BEIJING, China — Chinese officials have confirmed that President Donald Trump will travel to Beijing from May 13 to 15 for a summit with Chinese leader Xi Jinping, marking the first visit to China by a sitting American president in nearly a decade and one of the most consequential diplomatic encounters between the two powers in years.
The meeting arrives at a moment of profound strain in U.S.-China relations. Once defined largely by trade interdependence, the relationship has hardened into a broad geopolitical contest encompassing tariffs, semiconductors, artificial intelligence, Taiwan, energy security and military influence across Asia and the Middle East.

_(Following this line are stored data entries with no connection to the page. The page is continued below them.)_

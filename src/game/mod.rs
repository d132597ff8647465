//! Game orchestration
//!
//! Players in either role, and the turn loop that ties a code-maker and a
//! code-breaker together.

mod computer;
mod human;
mod player;
mod session;

pub use computer::ComputerPlayer;
pub use human::{HumanPlayer, LineReader};
pub use player::{Player, PlayerKind, Role, TurnContext};
pub use session::{Game, GameConfig, GameOutcome};

use crate::core::CodeError;
use crate::solver::SolverError;

/// Errors that can end a game early
#[derive(Debug, thiserror::Error)]
pub enum GameError {
    #[error("invalid code: {0}")]
    InvalidCode(#[from] CodeError),

    #[error("computer code-breaker failed: {0}")]
    Solver(#[from] SolverError),

    #[error("input closed while waiting for a {0}")]
    InputClosed(&'static str),

    #[error("I/O error: {0}")]
    Io(#[from] std::io::Error),
}
//! Candidate set tracking for the computer code-breaker
//!
//! Holds every code that is still consistent with the feedback observed so far.

use crate::core::{Code, Score};

/// Codes not yet eliminated by any guess/score pair
///
/// Kept in ascending code order. The set only ever shrinks.
#[derive(Debug, Clone, PartialEq, Eq)]
pub struct CandidateSet {
    codes: Vec<Code>,
}

impl CandidateSet {
    /// Create a set holding all 1296 codes
    #[must_use]
    pub fn full() -> Self {
        Self {
            codes: Code::all().collect(),
        }
    }

    /// Create a set holding all codes except `excluded`
    ///
    /// Used to drop the opener, which is guessed before any feedback exists.
    #[must_use]
    pub fn without(excluded: Code) -> Self {
        Self {
            codes: Code::all().filter(|&code| code != excluded).collect(),
        }
    }

    /// Keep only codes that would have produced `observed` when `guess` was played
    ///
    /// Returns the number of codes eliminated.
    ///
    /// # Examples
    /// ```
    /// use mastermind::core::{Code, Score};
    /// use mastermind::solver::CandidateSet;
    ///
    /// let secret = Code::parse("3456").unwrap();
    /// let guess = Code::parse("1122").unwrap();
    ///
    /// let mut candidates = CandidateSet::full();
    /// candidates.retain_consistent(&guess, Score::calculate(&secret, &guess));
    /// assert!(candidates.contains(&secret));
    /// assert!(!candidates.contains(&guess));
    /// ```
    pub fn retain_consistent(&mut self, guess: &Code, observed: Score) -> usize {
        let before = self.codes.len();
        self.codes
            .retain(|candidate| Score::calculate(candidate, guess) == observed);
        before - self.codes.len()
    }

    /// The lowest remaining code
    #[inline]
    #[must_use]
    pub fn first(&self) -> Option<Code> {
        self.codes.first().copied()
    }

    /// Check whether a code is still a candidate
    #[must_use]
    pub fn contains(&self, code: &Code) -> bool {
        self.codes.binary_search(code).is_ok()
    }

    /// Number of remaining candidates
    #[inline]
    #[must_use]
    pub fn len(&self) -> usize {
        self.codes.len()
    }

    /// Check if every code has been eliminated
    #[inline]
    #[must_use]
    pub fn is_empty(&self) -> bool {
        self.codes.is_empty()
    }

    /// Remaining candidates in ascending order
    #[inline]
    #[must_use]
    pub fn as_slice(&self) -> &[Code] {
        &self.codes
    }
}

#[cfg(test)]
mod tests {
    use super::*;
    use crate::core::CODE_COUNT;

    fn code(text: &str) -> Code {
        Code::parse(text).unwrap()
    }

    #[test]
    fn full_set_holds_every_code() {
        let candidates = CandidateSet::full();
        assert_eq!(candidates.len(), CODE_COUNT);
        assert_eq!(candidates.first(), Some(code("1111")));
        assert!(candidates.contains(&code("6666")));
    }

    #[test]
    fn without_drops_one_code() {
        let candidates = CandidateSet::without(code("1122"));
        assert_eq!(candidates.len(), CODE_COUNT - 1);
        assert!(!candidates.contains(&code("1122")));
        assert!(candidates.contains(&code("1121")));
        assert!(candidates.contains(&code("1123")));
    }

    #[test]
    fn retain_keeps_only_consistent_codes() {
        let secret = code("2345");
        let guess = code("1122");
        let observed = Score::calculate(&secret, &guess);

        let mut candidates = CandidateSet::full();
        let removed = candidates.retain_consistent(&guess, observed);

        assert_eq!(removed + candidates.len(), CODE_COUNT);
        assert!(candidates.contains(&secret));
        assert!(
            candidates
                .as_slice()
                .iter()
                .all(|c| Score::calculate(c, &guess) == observed)
        );
    }

    #[test]
    fn retain_never_grows() {
        let secret = code("6152");
        let mut candidates = CandidateSet::full();
        let mut previous = candidates.len();

        for guess in ["1122", "3344", "5566", "1526"] {
            let guess = code(guess);
            candidates.retain_consistent(&guess, Score::calculate(&secret, &guess));
            assert!(candidates.len() <= previous);
            previous = candidates.len();
        }

        assert!(candidates.contains(&secret));
    }

    #[test]
    fn perfect_score_leaves_only_the_guess() {
        let guess = code("4321");
        let mut candidates = CandidateSet::full();
        candidates.retain_consistent(&guess, Score::PERFECT);

        assert_eq!(candidates.as_slice(), &[guess]);
    }

    #[test]
    fn stays_sorted_after_filtering() {
        let guess = code("1234");
        let mut candidates = CandidateSet::full();
        candidates.retain_consistent(&guess, Score::calculate(&code("4321"), &guess));

        assert!(candidates.as_slice().windows(2).all(|pair| pair[0] < pair[1]));
    }
}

While both governments have publicly framed the summit as an opportunity to stabilize ties, analysts in Washington, Beijing and Europe describe the meeting less as a breakthrough moment than as an attempt to prevent a deeper rupture between the world’s two largest economies.
CEOs, Commercial Deals and the Return of Transactional Diplomacy
Executives from several major American corporations — including Boeing, Citigroup, Qualcomm and other technology and finance firms — are expected to accompany Trump during the visit, underscoring the administration’s effort to place economic deliverables at the center of the summit.
Among the potential outcomes under discussion are large-scale Chinese purchases of Boeing aircraft, expanded agricultural imports from the United States and renewed investment frameworks designed to ease pressure on both economies after nearly two years of escalating tariffs and export controls.
Business leaders on both sides are cautiously optimistic that the summit could prolong the fragile trade truce reached after Trump and Xi last met in South Korea in October 2025. That agreement temporarily halted a spiraling tariff war that had seen both nations impose duties exceeding 100 percent on some goods.
Still, many economists warn that structural disagreements remain unresolved. Washington continues to accuse Beijing of unfair industrial subsidies, intellectual property violations and strategic overcapacity, while China has sharply criticized U.S. restrictions on semiconductor exports and investment barriers targeting Chinese firms.
From Trade War to Strategic Confrontation
The current tensions trace back to April 2025, when Trump unveiled sweeping global import tariffs affecting allies and rivals alike, reigniting protectionist policies that reshaped global supply chains and rattled financial markets.
China responded with retaliatory tariffs and export restrictions, particularly targeting rare earth minerals and industrial materials critical to American technology and defense manufacturing. The dispute rapidly evolved beyond trade into a broader struggle over technological dominance and geopolitical influence.
Since then, the rivalry has increasingly intersected with wider global crises, including instability in the Middle East, tensions in the Taiwan Strait and competition over artificial intelligence governance.
Recent reports suggest the Beijing talks will also cover Iran, maritime security and AI risk management, areas where both countries see growing strategic urgency despite their deep mistrust.
Taiwan and Technology Loom Over the Summit
Taiwan remains among the most politically sensitive issues on the agenda.
Chinese officials are expected to press Washington for stronger language opposing Taiwanese independence and may seek limits on future U.S. arms sales to Taipei. American officials, meanwhile, remain concerned about China’s military activity near the island and Beijing’s increasingly assertive regional posture.
Technology competition is expected to be equally central. Beijing has pushed for easing U.S. export controls on advanced chips and AI-related technologies, while Washington is seeking greater Chinese cooperation on rare earth supplies and fentanyl precursor exports.
Several foreign policy analysts describe the summit as a high-risk balancing act: China wants economic stability to support its slowing domestic economy, while Trump seeks visible commercial victories without appearing weak toward Beijing ahead of intensifying political battles at home.
A Summit Shaped by Global Anxiety
International reaction to the visit has been mixed.
Asian governments are closely watching for signs that either side could alter longstanding positions on Taiwan or regional security arrangements. European officials have privately expressed concern that any bilateral economic concessions could reshape global trade flows without broader allied consultation.
Financial markets, meanwhile, have reacted cautiously positively to the prospect of extended tariff pauses and renewed dialogue. But geopolitical analysts warn that the summit’s success may ultimately be measured not by sweeping agreements, but by whether Washington and Beijing can avoid another rapid descent into economic confrontation.
“The best realistic outcome,” one recent policy analysis concluded, “may simply be the avoidance of further escalation.”